BRIEF DESCRIPTION OF THE DRAWINGS

[0016] Fig. 1 is a flow diagram illustrating the principal steps involved in normalizing a source 2D facial image.

[0017] Fig. 2 illustrates photometric normalization of a source 2D facial image. [0018] Fig. 3 illustrates geometric normalization of a source 2D facial image.

[0019] Fig. 4 illustrates performing both photometric and geometric normalization of a source 2D facial image.
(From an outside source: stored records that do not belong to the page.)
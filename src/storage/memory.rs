//! In-memory storage backend.
//!
//! Holds the contact table in a map for the lifetime of the process. Used by
//! tests and by the `memory` storage setting.

use crate::domain::error::{PhonebookError, Result};
use crate::domain::{ContactId, NewContact};
use crate::storage::backend::Storage;
use crate::storage::models::ContactRecord;
use std::collections::BTreeMap;

#[derive(Debug, Clone)]
pub struct MemoryStorage {
    contacts: BTreeMap<u64, ContactRecord>,
    next_id: u64,
}

impl Default for MemoryStorage {
    fn default() -> Self {
        Self::new()
    }
}

impl MemoryStorage {
    #[must_use]
    pub const fn new() -> Self {
        Self {
            contacts: BTreeMap::new(),
            next_id: 1,
        }
    }

    /// Builds a storage pre-filled with `contacts`, created one second apart.
    ///
    /// # Errors
    ///
    /// Never fails in practice; the signature matches [`Storage::insert_contact`].
    pub fn with_contacts<I>(contacts: I) -> Result<Self>
    where
        I: IntoIterator<Item = NewContact>,
    {
        let mut storage = Self::new();
        for (offset, contact) in contacts.into_iter().enumerate() {
            let created_at = i64::try_from(offset).unwrap_or(i64::MAX);
            storage.insert_contact(&contact, created_at)?;
        }
        Ok(storage)
    }
}

impl Storage for MemoryStorage {
    fn insert_contact(&mut self, contact: &NewContact, created_at: i64) -> Result<ContactRecord> {
        let id = self.next_id;
        let record = ContactRecord::from_new(id, contact, created_at);
        self.contacts.insert(id, record.clone());
        self.next_id += 1;
        Ok(record)
    }

    fn update_contact(&mut self, id: ContactId, contact: &NewContact) -> Result<ContactRecord> {
        let record = self
            .contacts
            .get_mut(&id.get())
            .ok_or(PhonebookError::NotFound(id))?;
        record.apply(contact);
        Ok(record.clone())
    }

    fn delete_contact(&mut self, id: ContactId) -> Result<ContactRecord> {
        self.contacts
            .remove(&id.get())
            .ok_or(PhonebookError::NotFound(id))
    }

    fn get_all_contacts(&self) -> Result<Vec<ContactRecord>> {
        Ok(self.contacts.values().cloned().collect())
    }
}
//! Result cache in front of the contact service.
//!
//! Every read is keyed by its full argument list, so two reads only share an
//! entry when they would have produced the same answer. Mutations never write
//! here; instead the list layer evicts whole result sets through
//! [`ResultSetKey`] and the next read goes back to the service.

use crate::domain::error::{PhonebookError, Result};
use crate::domain::{Contact, ContactId, SearchPattern};
use std::cell::RefCell;
use std::collections::HashMap;
use std::fmt;

/// One of the three reads the list is built from.
#[derive(Debug, Clone, Copy, PartialEq, Eq, Hash)]
pub enum ResultSetKind {
    Favorites,
    Others,
    Count,
}

impl fmt::Display for ResultSetKind {
    fn fmt(&self, f: &mut fmt::Formatter<'_>) -> fmt::Result {
        match self {
            Self::Favorites => f.write_str("favorites"),
            Self::Others => f.write_str("others"),
            Self::Count => f.write_str("count"),
        }
    }
}

/// Selects cached entries to evict.
///
/// `search: None` selects the result set for every predicate; `Some` narrows
/// it to one predicate. Favorites reads have no predicate, so any key of kind
/// [`ResultSetKind::Favorites`] selects all of them.
///
/// # Examples
///
/// ```
/// use phonebook::remote::{ResultSetKey, ResultSetKind};
///
/// let key = ResultSetKey::all(ResultSetKind::Count);
/// assert_eq!(key.to_string(), "count(*)");
/// ```
#[derive(Debug, Clone, PartialEq, Eq)]
pub struct ResultSetKey {
    pub kind: ResultSetKind,
    pub search: Option<SearchPattern>,
}

impl ResultSetKey {
    #[must_use]
    pub const fn all(kind: ResultSetKind) -> Self {
        Self { kind, search: None }
    }

    /// Returns `true` if the cached read `key` belongs to this result set.
    #[must_use]
    pub fn covers(&self, key: &QueryKey) -> bool {
        if key.kind() != self.kind {
            return false;
        }
        match (&self.search, key.search()) {
            (None, _) | (_, None) => true,
            (Some(pattern), Some(needle)) => pattern.needle() == needle,
        }
    }
}

impl fmt::Display for ResultSetKey {
    fn fmt(&self, f: &mut fmt::Formatter<'_>) -> fmt::Result {
        match &self.search {
            None => write!(f, "{}(*)", self.kind),
            Some(pattern) => write!(f, "{}({:?})", self.kind, pattern.needle()),
        }
    }
}

/// Full argument list of one cached read.
///
/// Identifier lists are kept sorted so equal sets hash equally. Search text is
/// stored in its lowercased matching form.
#[derive(Debug, Clone, PartialEq, Eq, Hash)]
pub enum QueryKey {
    Favorites {
        ids: Vec<ContactId>,
    },
    Others {
        search: String,
        exclude: Vec<ContactId>,
        offset: usize,
        limit: usize,
    },
    Count {
        search: String,
        exclude: Vec<ContactId>,
    },
}

impl QueryKey {
    #[must_use]
    pub fn favorites(ids: &[ContactId]) -> Self {
        Self::Favorites { ids: sorted(ids) }
    }

    #[must_use]
    pub fn others(search: &SearchPattern, exclude: &[ContactId], offset: usize, limit: usize) -> Self {
        Self::Others {
            search: search.needle().to_string(),
            exclude: sorted(exclude),
            offset,
            limit,
        }
    }

    #[must_use]
    pub fn count(search: &SearchPattern, exclude: &[ContactId]) -> Self {
        Self::Count {
            search: search.needle().to_string(),
            exclude: sorted(exclude),
        }
    }

    #[must_use]
    pub const fn kind(&self) -> ResultSetKind {
        match self {
            Self::Favorites { .. } => ResultSetKind::Favorites,
            Self::Others { .. } => ResultSetKind::Others,
            Self::Count { .. } => ResultSetKind::Count,
        }
    }

    /// Returns the search needle, or `None` for favorites reads.
    #[must_use]
    pub fn search(&self) -> Option<&str> {
        match self {
            Self::Favorites { .. } => None,
            Self::Others { search, .. } | Self::Count { search, .. } => Some(search),
        }
    }
}

fn sorted(ids: &[ContactId]) -> Vec<ContactId> {
    let mut ids = ids.to_vec();
    ids.sort_unstable();
    ids.dedup();
    ids
}

/// Cached answer of one read.
#[derive(Debug, Clone, PartialEq, Eq)]
pub enum CachedResult {
    Contacts(Vec<Contact>),
    Count(usize),
}

/// Cache of read results keyed by [`QueryKey`].
///
/// Shared by reference between concurrently pending reads on one thread, so
/// the map sits behind a `RefCell`. A borrow conflict surfaces as
/// [`PhonebookError::Cache`] instead of a panic.
#[derive(Debug, Default)]
pub struct QueryCache {
    entries: RefCell<HashMap<QueryKey, CachedResult>>,
}

impl QueryCache {
    #[must_use]
    pub fn new() -> Self {
        Self::default()
    }

    /// Returns the cached answer for `key`, if any.
    ///
    /// # Errors
    ///
    /// Returns [`PhonebookError::Cache`] if the cache is being modified.
    pub fn get(&self, key: &QueryKey) -> Result<Option<CachedResult>> {
        let entries = self
            .entries
            .try_borrow()
            .map_err(|e| PhonebookError::Cache(format!("cache busy: {e}")))?;
        Ok(entries.get(key).cloned())
    }

    /// Stores the answer for `key`.
    ///
    /// # Errors
    ///
    /// Returns [`PhonebookError::Cache`] if the cache is borrowed elsewhere.
    pub fn put(&self, key: QueryKey, value: CachedResult) -> Result<()> {
        self.entries
            .try_borrow_mut()
            .map_err(|e| PhonebookError::Cache(format!("cache busy: {e}")))?
            .insert(key, value);
        Ok(())
    }

    /// Evicts every entry selected by `selector` and returns how many were dropped.
    ///
    /// # Errors
    ///
    /// Returns [`PhonebookError::Cache`] if the cache is borrowed elsewhere.
    pub fn invalidate(&self, selector: &ResultSetKey) -> Result<usize> {
        let mut entries = self
            .entries
            .try_borrow_mut()
            .map_err(|e| PhonebookError::Cache(format!("cache busy: {e}")))?;
        let before = entries.len();
        entries.retain(|key, _| !selector.covers(key));
        Ok(before - entries.len())
    }

    /// Drops every entry.
    ///
    /// # Errors
    ///
    /// Returns [`PhonebookError::Cache`] if the cache is borrowed elsewhere.
    pub fn clear(&self) -> Result<()> {
        self.entries
            .try_borrow_mut()
            .map_err(|e| PhonebookError::Cache(format!("cache busy: {e}")))?
            .clear();
        Ok(())
    }

    #[must_use]
    pub fn len(&self) -> usize {
        self.entries.try_borrow().map_or(0, |entries| entries.len())
    }

    #[must_use]
    pub fn is_empty(&self) -> bool {
        self.len() == 0
    }
}

#[cfg(test)]
mod tests {
    use super::*;

    fn filled() -> QueryCache {
        let cache = QueryCache::new();
        let bob = SearchPattern::new("Bob");
        let ann = SearchPattern::new("ann");
        cache.put(QueryKey::favorites(&[]), CachedResult::Contacts(vec![])).unwrap();
        cache.put(QueryKey::others(&bob, &[], 0, 10), CachedResult::Contacts(vec![])).unwrap();
        cache.put(QueryKey::count(&bob, &[]), CachedResult::Count(1)).unwrap();
        cache.put(QueryKey::others(&ann, &[], 0, 10), CachedResult::Contacts(vec![])).unwrap();
        cache.put(QueryKey::count(&ann, &[]), CachedResult::Count(2)).unwrap();
        cache
    }

    #[test]
    fn keys_ignore_id_order_and_search_case() {
        let a = QueryKey::count(&SearchPattern::new("BOB"), &[ContactId::new(2), ContactId::new(1)]);
        let b = QueryKey::count(&SearchPattern::new("bob"), &[ContactId::new(1), ContactId::new(2)]);
        assert_eq!(a, b);
    }

    #[test]
    fn invalidate_one_predicate_keeps_the_others() {
        let cache = filled();
        let dropped = cache
            .invalidate(&ResultSetKey {
                kind: ResultSetKind::Count,
                search: Some(SearchPattern::new("bob")),
            })
            .unwrap();
        assert_eq!(dropped, 1);
        assert_eq!(cache.len(), 4);
        assert!(cache.get(&QueryKey::count(&SearchPattern::new("ann"), &[])).unwrap().is_some());
    }

    #[test]
    fn invalidate_all_predicates_of_a_kind() {
        let cache = filled();
        assert_eq!(cache.invalidate(&ResultSetKey::all(ResultSetKind::Others)).unwrap(), 2);
        assert_eq!(cache.invalidate(&ResultSetKey::all(ResultSetKind::Favorites)).unwrap(), 1);
        assert_eq!(cache.len(), 2);
    }

    #[test]
    fn clear_empties_the_cache() {
        let cache = filled();
        cache.clear().unwrap();
        assert!(cache.is_empty());
    }
}
//! Client side of the contact service.
//!
//! - `api`: The [`ContactApi`] trait the list layer consumes
//! - `cache`: Read result cache and result set selectors for invalidation
//! - `transport`: Request delivery, including the in-process [`LocalTransport`]
//! - `client`: [`RemoteClient`], the cache-first [`ContactApi`] implementation

pub mod api;
pub mod cache;
pub mod client;
pub mod transport;

pub use api::ContactApi;
pub use cache::{CachedResult, QueryCache, QueryKey, ResultSetKey, ResultSetKind};
pub use client::RemoteClient;
pub use transport::{LocalTransport, Transport};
[0020] Fig. 5 illustrates removing lighting variations by spatial filtering and symmetrization of source facial imagery.

DETAILED DESCRIPTION

[0021] A traditional photographic ID system attempts to match one or more target images of the person to be identified with an image in an image library. Such systems perform the matching in 2D using image comparison methods that are well known in the art. If the target images are captured under controlled conditions, the system will normally identify a match, if one exists, with an image in its database because the system is comparing like with like, i.e., comparing two images that were captured under similar conditions. The conditions in question refer principally to the pose and shape of the subject and the photometric lighting. However, it is often not possible to capture target photographs under controlled conditions. For example, a target image might be captured by a security camera without the subject's knowledge, or it might be taken while the subject is fleeing the scene.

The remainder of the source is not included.